The Hoexter U.S. Pat. No. 3,378,902 discloses a printing cylinder having a pair of hydraulically-actuated collets mounted at opposing ends thereof, the mandrel for supporting the cylinder being slidably receivable within the collets and securely locked thereto when hydraulic pressure is applied. Each collet includes a cylindrical sleeve having a thick-walled hub section and a relatively long thin-walled pressure section. A broad circumferential channel is cut in the pressure section to form a bendable pressure wall, the pressure section being surrounded by a collar of high tensile strength whose edges are welded to the pressure section to define an annular fluid chamber bounded by the collar and the pressure wall.
A pressure cartridge is fitted into a cavity in the hub section, the cartridge communicating with the fluid chamber in the pressure section and including a piston which is advanced inwardly by an adjusting screw. When the annular chamber is filled with hydraulic fluid and the piston is advanced inwardly, the resultant hydraulic pressure causes flexure of the pressure wall, thereby subjecting the mandrel to radially-directed stresses which are uniformly distributed and serve to lock the mandrel to the collet and at the same time to maintain proper concentricity.
In the Hoexter arrangement, the mandrel is a standard shaft, but the demountable cylinder is not of standard design. It is a special cylinder which includes a pair of hydraulically-actuated end collets, as described above. Hence the special cylinder is substantially more expensive to manufacture than a standard cylinder. Since each machine in the printing facility is provided with several special cylinders each operable with a common mandrel, the overall cost of this arrangement is high.
In my above-identified copending applications, there is disclosed a mandrel assembly for use with a standard demountable printing cylinder, which assembly includes quick-acting hydraulically actuated expansible sleeves adapted to produce a uniform outward pressure throughout its circumference to engage the end heads of the printing cylinder, whereby distortion of the cylinder is avoided and proper concentricity is maintained. A significant feature of this mandrel assembly resides in a self-sufficient and sealed hydraulic system which produces a cylinder locking action by turning a piston screw, a release action being obtained simply by reversing the direction of turn, no external source of hydraulic fluid being required.

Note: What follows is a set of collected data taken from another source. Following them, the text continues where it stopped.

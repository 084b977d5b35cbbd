//! Fixed timestep simulation tick
//!
//! Core game loop that advances simulation deterministically. Elapsed wall
//! time is banked in an exact accumulator and spent in identical steps.

use std::time::Duration;

use glam::Vec2;

use super::state::{GamePhase, GameState};
use crate::consts::*;

/// Held keys for a single frame
#[derive(Debug, Clone, Copy, Default, PartialEq, Eq)]
pub struct FrameInput {
    pub left: bool,
    pub right: bool,
}

/// Fixed timestep accumulator
///
/// Time is kept in whole nanoseconds, so the number of steps taken for a
/// given total elapsed time does not depend on how that time was split
/// across frames.
#[derive(Debug, Clone)]
pub struct FixedStep {
    step: Duration,
    accumulator: Duration,
}

impl Default for FixedStep {
    fn default() -> Self {
        Self::new(FIXED_STEP)
    }
}

impl FixedStep {
    pub fn new(step: Duration) -> Self {
        debug_assert!(!step.is_zero(), "fixed step must be non-zero");
        Self {
            step,
            accumulator: Duration::ZERO,
        }
    }

    /// Bank `elapsed` and return how many whole steps are now due
    pub fn advance(&mut self, elapsed: Duration) -> u32 {
        let mut remaining = self.accumulator + elapsed;
        if remaining < self.step {
            self.accumulator = remaining;
            return 0;
        }

        let mut steps = 0;
        while remaining >= self.step {
            remaining -= self.step;
            steps += 1;
        }
        self.accumulator = remaining;
        steps
    }

    /// Time carried into the next frame
    pub fn accumulator(&self) -> Duration {
        self.accumulator
    }
}

/// Reset rocket movement and set it from held keys (ignored once terminal)
pub fn apply_input(state: &mut GameState, input: &FrameInput) {
    let mut movement = Vec2::ZERO;
    if !state.phase.is_terminal() {
        if input.left {
            movement.x = -1.0;
        } else if input.right {
            movement.x = 1.0;
        }
    }
    state.rocket.movement = clamp_unit(movement);
}

fn clamp_unit(v: Vec2) -> Vec2 {
    if v.length() > 1.0 { v.normalize() } else { v }
}

/// Advance the rocket by one fixed timestep
pub fn tick(state: &mut GameState, dt: f32) {
    state.rocket.update(dt, &state.statics);
    state.time_steps += 1;
}

/// Decide win/loss from the rocket's latest contacts
///
/// Returns the new phase when a transition happens. Terminal phases never
/// change again.
pub fn evaluate_outcome(state: &mut GameState) -> Option<GamePhase> {
    if state.phase.is_terminal() {
        return None;
    }

    let rocket = &state.rocket;
    let contacts = rocket.collisions;
    let in_zone = (LANDING_ZONE_MIN_X..=LANDING_ZONE_MAX_X).contains(&rocket.position.x)
        && rocket.position.y < LANDING_ZONE_MAX_Y;

    let next = if contacts.bottom && in_zone {
        GamePhase::Won
    } else if contacts.bottom || contacts.left || contacts.right {
        GamePhase::Lost
    } else {
        return None;
    };

    log::info!(
        "Descent ended: {:?} at ({:.3}, {:.3}) after {} steps",
        next,
        rocket.position.x,
        rocket.position.y,
        state.time_steps
    );
    state.phase = next;
    Some(next)
}

/// Run every step due for `elapsed`, then evaluate the outcome
///
/// Outcome is only evaluated when at least one step ran this frame.
pub fn advance_frame(state: &mut GameState, stepper: &mut FixedStep, elapsed: Duration) -> u32 {
    let steps = stepper.advance(elapsed);
    if steps == 0 {
        return 0;
    }

    for _ in 0..steps {
        tick(state, FIXED_TIMESTEP);
    }
    evaluate_outcome(state);
    steps
}

#[cfg(test)]
mod tests {
    use super::*;
    use crate::sim::{Entity, LevelLayout};
    use proptest::prelude::*;

    fn builtin_state() -> GameState {
        GameState::from_layout_unresolved(&LevelLayout::builtin().unwrap())
    }

    /// One frame of exactly one step with the given keys
    fn frame(state: &mut GameState, stepper: &mut FixedStep, input: FrameInput) -> u32 {
        apply_input(state, &input);
        advance_frame(state, stepper, FIXED_STEP)
    }

    const LEFT: FrameInput = FrameInput { left: true, right: false };
    const RIGHT: FrameInput = FrameInput { left: false, right: true };
    const NONE: FrameInput = FrameInput { left: false, right: false };

    #[test]
    fn test_small_deltas_are_banked() {
        let mut stepper = FixedStep::default();
        assert_eq!(stepper.advance(Duration::from_millis(10)), 0);
        assert_eq!(stepper.accumulator(), Duration::from_millis(10));
        assert_eq!(stepper.advance(Duration::from_millis(10)), 1);
        assert_eq!(
            stepper.accumulator(),
            Duration::from_millis(20) - FIXED_STEP
        );
    }

    #[test]
    fn test_large_delta_runs_multiple_steps() {
        let mut stepper = FixedStep::default();
        assert_eq!(stepper.advance(FIXED_STEP * 5 + Duration::from_nanos(7)), 5);
        assert_eq!(stepper.accumulator(), Duration::from_nanos(7));
    }

    #[test]
    fn test_no_outcome_without_a_step() {
        let mut state = builtin_state();
        state.rocket.collisions.left = true;
        let mut stepper = FixedStep::default();
        assert_eq!(advance_frame(&mut state, &mut stepper, Duration::from_millis(5)), 0);
        assert_eq!(state.phase, GamePhase::Playing);
        assert_eq!(state.time_steps, 0);
    }

    #[test]
    fn test_left_takes_priority_over_right() {
        let mut state = builtin_state();
        apply_input(&mut state, &FrameInput { left: true, right: true });
        assert_eq!(state.rocket.movement, Vec2::new(-1.0, 0.0));
        apply_input(&mut state, &RIGHT);
        assert_eq!(state.rocket.movement, Vec2::new(1.0, 0.0));
        apply_input(&mut state, &NONE);
        assert_eq!(state.rocket.movement, Vec2::ZERO);
    }

    #[test]
    fn test_movement_clamped_to_unit_length() {
        assert_eq!(clamp_unit(Vec2::new(1.0, 0.0)), Vec2::new(1.0, 0.0));
        let diagonal = clamp_unit(Vec2::new(1.0, 1.0));
        assert!((diagonal.length() - 1.0).abs() < 1e-6);
        assert!((diagonal.x - diagonal.y).abs() < 1e-6);
    }

    #[test]
    fn test_top_contact_alone_is_not_a_loss() {
        let mut state = builtin_state();
        state.rocket.collisions.top = true;
        assert_eq!(evaluate_outcome(&mut state), None);
        assert_eq!(state.phase, GamePhase::Playing);
    }

    #[test]
    fn test_landing_zone_thresholds_are_literal() {
        let mut state = builtin_state();
        state.rocket.collisions.bottom = true;

        // Inside x range but not low enough
        state.rocket.position = Vec2::new(1.5, -2.0);
        assert_eq!(evaluate_outcome(&mut state), Some(GamePhase::Lost));

        for x in [1.0, 1.5, 2.0] {
            let mut state = builtin_state();
            state.rocket.collisions.bottom = true;
            state.rocket.position = Vec2::new(x, -2.5);
            assert_eq!(evaluate_outcome(&mut state), Some(GamePhase::Won));
        }

        let mut state = builtin_state();
        state.rocket.collisions.bottom = true;
        state.rocket.position = Vec2::new(2.01, -2.5);
        assert_eq!(evaluate_outcome(&mut state), Some(GamePhase::Lost));
    }

    #[test]
    fn test_win_scenario() {
        let mut state = builtin_state();
        state.rocket.position = Vec2::new(0.0, -1.0);
        let mut stepper = FixedStep::default();

        // 90 steps at speed 1 carries the rocket to x = 1.5
        for _ in 0..90 {
            frame(&mut state, &mut stepper, RIGHT);
            assert_eq!(state.phase, GamePhase::Playing);
        }
        assert!((state.rocket.position.x - 1.5).abs() < 1e-3);

        let mut frames = 0;
        while state.phase == GamePhase::Playing {
            frame(&mut state, &mut stepper, NONE);
            frames += 1;
            assert!(frames < 2000, "rocket never landed");
        }

        assert_eq!(state.phase, GamePhase::Won);
        assert!(state.rocket.collisions.bottom);
        assert_eq!(state.rocket.position.y, -2.5);

        // Resting on the pad keeps the win
        for _ in 0..300 {
            frame(&mut state, &mut stepper, NONE);
        }
        assert_eq!(state.phase, GamePhase::Won);
    }

    #[test]
    fn test_lose_scenario() {
        let mut state = builtin_state();
        let mut stepper = FixedStep::default();

        let mut frames = 0;
        while state.phase == GamePhase::Playing {
            frame(&mut state, &mut stepper, LEFT);
            frames += 1;
            assert!(frames < 2000, "rocket never crashed");
        }

        assert_eq!(state.phase, GamePhase::Lost);
        let contacts = state.rocket.collisions;
        assert!(contacts.left || contacts.bottom);
        // Pressed against the left rock column
        assert_eq!(state.rocket.position.x, -3.0);
    }

    #[test]
    fn test_input_ignored_after_terminal() {
        let mut state = builtin_state();
        let mut stepper = FixedStep::default();
        while state.phase == GamePhase::Playing {
            frame(&mut state, &mut stepper, LEFT);
        }

        let mut idle = state.clone();
        let mut idle_stepper = stepper.clone();
        let x = state.rocket.position.x;
        for _ in 0..120 {
            frame(&mut state, &mut stepper, RIGHT);
            frame(&mut idle, &mut idle_stepper, NONE);
            assert_eq!(state.rocket.movement, Vec2::ZERO);
            assert_eq!(state.rocket.position.x, x);
            assert_eq!(state.rocket.position, idle.rocket.position);
            assert_eq!(state.phase, GamePhase::Lost);
        }
    }

    #[test]
    fn test_determinism() {
        let mut a = builtin_state();
        let mut b = builtin_state();
        let mut sa = FixedStep::default();
        let mut sb = FixedStep::default();
        for i in 0..400 {
            let input = if i % 3 == 0 { RIGHT } else { NONE };
            frame(&mut a, &mut sa, input);
            frame(&mut b, &mut sb, input);
        }
        assert_eq!(a.rocket, b.rocket);
        assert_eq!(a.time_steps, b.time_steps);
    }

    #[test]
    fn test_static_set_never_moves() {
        let mut state = builtin_state();
        let before: Vec<Entity> = state.statics().to_vec();
        let mut stepper = FixedStep::default();
        for _ in 0..600 {
            frame(&mut state, &mut stepper, LEFT);
        }
        assert_eq!(state.statics(), &before[..]);
    }

    proptest! {
        #[test]
        fn prop_step_count_is_floor_of_total(chunks in prop::collection::vec(0u64..60_000_000, 1..60)) {
            let mut stepper = FixedStep::default();
            let step = FIXED_STEP.as_nanos() as u64;
            let mut total = 0u64;
            let mut steps = 0u64;
            for nanos in &chunks {
                steps += stepper.advance(Duration::from_nanos(*nanos)) as u64;
                total += nanos;
                prop_assert_eq!(steps, total / step);
                prop_assert_eq!(stepper.accumulator(), Duration::from_nanos(total % step));
            }
        }

        #[test]
        fn prop_chunking_does_not_change_position(chunks in prop::collection::vec(0u64..40_000_000, 1..80)) {
            let total: u64 = chunks.iter().sum();

            let mut whole = builtin_state();
            let mut whole_stepper = FixedStep::default();
            advance_frame(&mut whole, &mut whole_stepper, Duration::from_nanos(total));

            let mut split = builtin_state();
            let mut split_stepper = FixedStep::default();
            for nanos in &chunks {
                advance_frame(&mut split, &mut split_stepper, Duration::from_nanos(*nanos));
            }

            prop_assert_eq!(whole.time_steps, split.time_steps);
            prop_assert_eq!(whole.rocket.position, split.rocket.position);
            prop_assert_eq!(whole_stepper.accumulator(), split_stepper.accumulator());
        }
    }
}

In my copending application Ser. No. 207,967, the actuating piston for the hydraulic system which acts on the expansible sleeve is disposed in the inlet section of a duct filled with hydraulic fluid which extends axially in the journal. In my copending application Ser. No. 194,616, the actuating piston is disposed in a lateral bore in the journal which joins an internal duct therein filled with hydraulic fluid. In either case, operation of the piston results in expansion of the sleeve to grip the related end head of the printing cylinder.
The mandrel assemblies of the type disclosed in my copending applications each operate in conjunction with printing cylinders having a length for which which the assembly is specifically designed. Thus if the printing cylinder is, say, 36 inches long, then the mandrel assembly dimensions must be such that the gripping sleeves thereon telescope within the bores of the end heads of this cylinder. A mandrel assembly of these dimensions cannot, therefore, be used with a longer printing cylinder; and for this purpose, another mandrel assembly is is required.